WHAT TO DO:
Report each line of the records where "CategoryRow" occurs.

BEGIN SOURCE MATERIAL

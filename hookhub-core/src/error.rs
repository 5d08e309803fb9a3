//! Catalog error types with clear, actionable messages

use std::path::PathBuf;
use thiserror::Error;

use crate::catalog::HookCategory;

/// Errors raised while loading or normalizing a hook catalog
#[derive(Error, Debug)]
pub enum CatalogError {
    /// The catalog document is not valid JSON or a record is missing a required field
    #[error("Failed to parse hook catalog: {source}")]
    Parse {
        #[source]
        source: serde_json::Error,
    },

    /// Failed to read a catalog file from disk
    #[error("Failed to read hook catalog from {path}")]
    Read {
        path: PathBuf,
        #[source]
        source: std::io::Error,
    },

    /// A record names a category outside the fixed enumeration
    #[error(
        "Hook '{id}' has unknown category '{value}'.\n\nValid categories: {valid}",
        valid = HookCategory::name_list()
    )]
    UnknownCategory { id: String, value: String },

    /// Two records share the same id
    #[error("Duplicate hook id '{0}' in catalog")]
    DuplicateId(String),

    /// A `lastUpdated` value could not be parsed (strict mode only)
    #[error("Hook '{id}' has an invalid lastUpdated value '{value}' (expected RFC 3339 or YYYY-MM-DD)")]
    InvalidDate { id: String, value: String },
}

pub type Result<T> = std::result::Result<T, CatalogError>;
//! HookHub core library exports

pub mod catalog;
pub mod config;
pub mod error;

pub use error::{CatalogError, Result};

END SOURCE MATERIAL
BEGIN SOURCE MATERIAL

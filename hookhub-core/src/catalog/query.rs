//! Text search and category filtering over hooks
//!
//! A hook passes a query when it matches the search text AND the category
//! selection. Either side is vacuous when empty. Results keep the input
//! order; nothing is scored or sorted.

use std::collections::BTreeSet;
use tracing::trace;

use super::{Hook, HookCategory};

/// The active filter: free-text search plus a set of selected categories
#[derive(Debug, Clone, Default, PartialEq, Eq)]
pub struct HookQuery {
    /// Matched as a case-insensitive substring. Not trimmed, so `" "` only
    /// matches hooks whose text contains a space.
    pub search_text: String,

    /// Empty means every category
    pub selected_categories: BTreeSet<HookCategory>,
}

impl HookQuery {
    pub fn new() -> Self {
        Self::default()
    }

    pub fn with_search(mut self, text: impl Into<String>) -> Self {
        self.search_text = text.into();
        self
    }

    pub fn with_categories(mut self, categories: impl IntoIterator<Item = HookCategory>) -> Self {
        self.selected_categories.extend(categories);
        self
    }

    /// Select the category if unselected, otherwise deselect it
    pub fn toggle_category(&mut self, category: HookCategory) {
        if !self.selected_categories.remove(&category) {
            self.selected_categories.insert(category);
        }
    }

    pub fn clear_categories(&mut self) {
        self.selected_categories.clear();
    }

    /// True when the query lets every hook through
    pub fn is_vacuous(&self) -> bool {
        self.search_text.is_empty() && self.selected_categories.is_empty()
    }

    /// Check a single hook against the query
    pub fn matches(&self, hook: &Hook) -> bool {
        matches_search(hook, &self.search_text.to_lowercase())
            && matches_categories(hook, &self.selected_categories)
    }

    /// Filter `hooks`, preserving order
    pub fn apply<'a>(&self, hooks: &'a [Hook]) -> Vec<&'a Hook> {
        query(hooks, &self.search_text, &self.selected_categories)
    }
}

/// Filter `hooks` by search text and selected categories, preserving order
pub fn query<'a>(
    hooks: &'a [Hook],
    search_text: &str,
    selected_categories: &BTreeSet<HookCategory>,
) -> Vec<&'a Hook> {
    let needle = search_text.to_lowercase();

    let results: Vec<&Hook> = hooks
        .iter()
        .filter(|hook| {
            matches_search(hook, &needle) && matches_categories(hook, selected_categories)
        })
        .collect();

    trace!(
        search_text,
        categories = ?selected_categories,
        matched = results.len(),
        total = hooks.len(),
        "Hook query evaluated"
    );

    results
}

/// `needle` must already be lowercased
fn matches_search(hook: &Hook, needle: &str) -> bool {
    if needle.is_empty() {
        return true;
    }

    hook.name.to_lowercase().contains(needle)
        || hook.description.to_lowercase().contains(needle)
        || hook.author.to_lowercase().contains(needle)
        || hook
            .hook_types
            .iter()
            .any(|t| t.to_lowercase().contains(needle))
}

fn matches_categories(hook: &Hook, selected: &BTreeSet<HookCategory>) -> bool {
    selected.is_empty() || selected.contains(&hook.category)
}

END SOURCE MATERIAL
BEGIN SOURCE MATERIAL

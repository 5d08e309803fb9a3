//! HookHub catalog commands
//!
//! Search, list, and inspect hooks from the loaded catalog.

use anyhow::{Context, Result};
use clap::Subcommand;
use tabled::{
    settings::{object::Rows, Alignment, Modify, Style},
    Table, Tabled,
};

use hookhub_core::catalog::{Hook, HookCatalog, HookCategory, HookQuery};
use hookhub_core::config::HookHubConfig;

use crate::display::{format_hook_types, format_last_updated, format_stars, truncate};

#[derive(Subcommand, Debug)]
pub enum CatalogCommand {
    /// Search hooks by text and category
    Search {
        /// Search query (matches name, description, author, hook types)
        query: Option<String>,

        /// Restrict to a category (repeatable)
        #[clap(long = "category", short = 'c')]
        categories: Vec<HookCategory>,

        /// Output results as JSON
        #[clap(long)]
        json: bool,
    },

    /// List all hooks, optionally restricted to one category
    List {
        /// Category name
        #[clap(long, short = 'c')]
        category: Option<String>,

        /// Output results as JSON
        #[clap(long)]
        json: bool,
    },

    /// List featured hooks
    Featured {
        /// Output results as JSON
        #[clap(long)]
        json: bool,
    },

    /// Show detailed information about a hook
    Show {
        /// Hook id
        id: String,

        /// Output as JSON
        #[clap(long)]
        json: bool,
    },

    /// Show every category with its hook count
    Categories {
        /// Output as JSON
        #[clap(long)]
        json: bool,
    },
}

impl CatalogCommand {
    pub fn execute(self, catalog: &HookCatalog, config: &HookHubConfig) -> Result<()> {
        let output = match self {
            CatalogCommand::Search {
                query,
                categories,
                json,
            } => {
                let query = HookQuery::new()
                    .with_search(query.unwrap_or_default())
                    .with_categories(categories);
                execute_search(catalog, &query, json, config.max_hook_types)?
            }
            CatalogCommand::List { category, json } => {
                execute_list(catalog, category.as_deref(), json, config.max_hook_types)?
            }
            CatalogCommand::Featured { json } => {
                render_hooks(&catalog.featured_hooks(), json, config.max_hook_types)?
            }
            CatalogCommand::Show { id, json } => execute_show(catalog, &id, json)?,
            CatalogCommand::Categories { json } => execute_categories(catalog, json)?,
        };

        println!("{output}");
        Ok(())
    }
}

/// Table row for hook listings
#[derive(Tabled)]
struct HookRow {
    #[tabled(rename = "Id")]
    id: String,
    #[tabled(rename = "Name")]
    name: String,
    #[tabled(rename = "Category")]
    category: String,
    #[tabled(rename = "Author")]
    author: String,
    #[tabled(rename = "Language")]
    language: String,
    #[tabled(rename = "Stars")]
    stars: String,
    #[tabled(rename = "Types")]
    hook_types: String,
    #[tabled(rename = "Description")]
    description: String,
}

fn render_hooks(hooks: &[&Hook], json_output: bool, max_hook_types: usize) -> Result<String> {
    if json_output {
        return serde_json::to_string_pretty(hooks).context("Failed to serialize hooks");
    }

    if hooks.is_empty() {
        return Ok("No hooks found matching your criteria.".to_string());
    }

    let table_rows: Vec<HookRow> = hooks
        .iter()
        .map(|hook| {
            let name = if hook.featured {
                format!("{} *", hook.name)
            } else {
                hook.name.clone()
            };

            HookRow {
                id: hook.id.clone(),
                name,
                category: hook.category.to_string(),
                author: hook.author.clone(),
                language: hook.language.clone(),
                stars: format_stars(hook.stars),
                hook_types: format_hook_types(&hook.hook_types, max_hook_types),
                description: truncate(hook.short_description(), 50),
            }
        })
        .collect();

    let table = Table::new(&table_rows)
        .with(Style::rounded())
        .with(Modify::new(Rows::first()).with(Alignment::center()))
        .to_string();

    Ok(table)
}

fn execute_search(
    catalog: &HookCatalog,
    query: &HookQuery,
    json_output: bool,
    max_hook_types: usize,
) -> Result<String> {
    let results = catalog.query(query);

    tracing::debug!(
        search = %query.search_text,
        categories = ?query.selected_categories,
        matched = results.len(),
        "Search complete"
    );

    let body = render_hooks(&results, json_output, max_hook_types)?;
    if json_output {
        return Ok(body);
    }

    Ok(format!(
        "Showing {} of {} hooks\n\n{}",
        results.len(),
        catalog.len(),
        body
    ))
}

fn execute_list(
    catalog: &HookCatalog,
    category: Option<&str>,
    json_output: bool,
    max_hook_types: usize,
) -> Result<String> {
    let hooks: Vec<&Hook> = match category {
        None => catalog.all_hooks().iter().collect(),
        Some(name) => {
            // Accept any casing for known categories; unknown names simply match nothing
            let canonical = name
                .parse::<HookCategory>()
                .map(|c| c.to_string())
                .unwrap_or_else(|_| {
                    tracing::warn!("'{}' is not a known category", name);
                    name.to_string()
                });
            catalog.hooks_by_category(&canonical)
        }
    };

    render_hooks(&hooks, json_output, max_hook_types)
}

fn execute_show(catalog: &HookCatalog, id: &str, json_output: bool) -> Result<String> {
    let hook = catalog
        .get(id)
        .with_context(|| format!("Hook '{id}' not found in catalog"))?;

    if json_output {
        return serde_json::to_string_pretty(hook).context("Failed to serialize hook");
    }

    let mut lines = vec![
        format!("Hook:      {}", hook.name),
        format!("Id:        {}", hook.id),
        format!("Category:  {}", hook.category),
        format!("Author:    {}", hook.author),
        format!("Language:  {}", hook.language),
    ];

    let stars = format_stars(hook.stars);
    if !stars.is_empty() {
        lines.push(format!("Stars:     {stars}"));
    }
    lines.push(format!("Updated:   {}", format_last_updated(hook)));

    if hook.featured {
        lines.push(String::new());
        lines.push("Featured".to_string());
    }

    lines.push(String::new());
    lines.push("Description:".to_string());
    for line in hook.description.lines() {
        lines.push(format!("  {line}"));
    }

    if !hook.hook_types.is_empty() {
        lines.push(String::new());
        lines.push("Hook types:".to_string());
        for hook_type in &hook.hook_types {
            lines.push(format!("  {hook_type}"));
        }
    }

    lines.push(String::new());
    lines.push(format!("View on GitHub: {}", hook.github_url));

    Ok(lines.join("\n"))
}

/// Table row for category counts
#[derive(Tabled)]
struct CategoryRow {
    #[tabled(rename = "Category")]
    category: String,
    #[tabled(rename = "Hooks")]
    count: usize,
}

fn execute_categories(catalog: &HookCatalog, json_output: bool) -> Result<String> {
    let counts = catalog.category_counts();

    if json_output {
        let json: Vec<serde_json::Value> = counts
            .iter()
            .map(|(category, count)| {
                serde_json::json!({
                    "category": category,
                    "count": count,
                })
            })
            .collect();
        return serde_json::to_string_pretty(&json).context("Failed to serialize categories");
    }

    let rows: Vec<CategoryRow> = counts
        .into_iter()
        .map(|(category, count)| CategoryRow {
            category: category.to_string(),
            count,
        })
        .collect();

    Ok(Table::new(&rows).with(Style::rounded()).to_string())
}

END SOURCE MATERIAL

WRITTEN ANSWER:
struct CategoryRow {
    let rows: Vec<CategoryRow> = counts
        .map(|(category, count)| CategoryRow {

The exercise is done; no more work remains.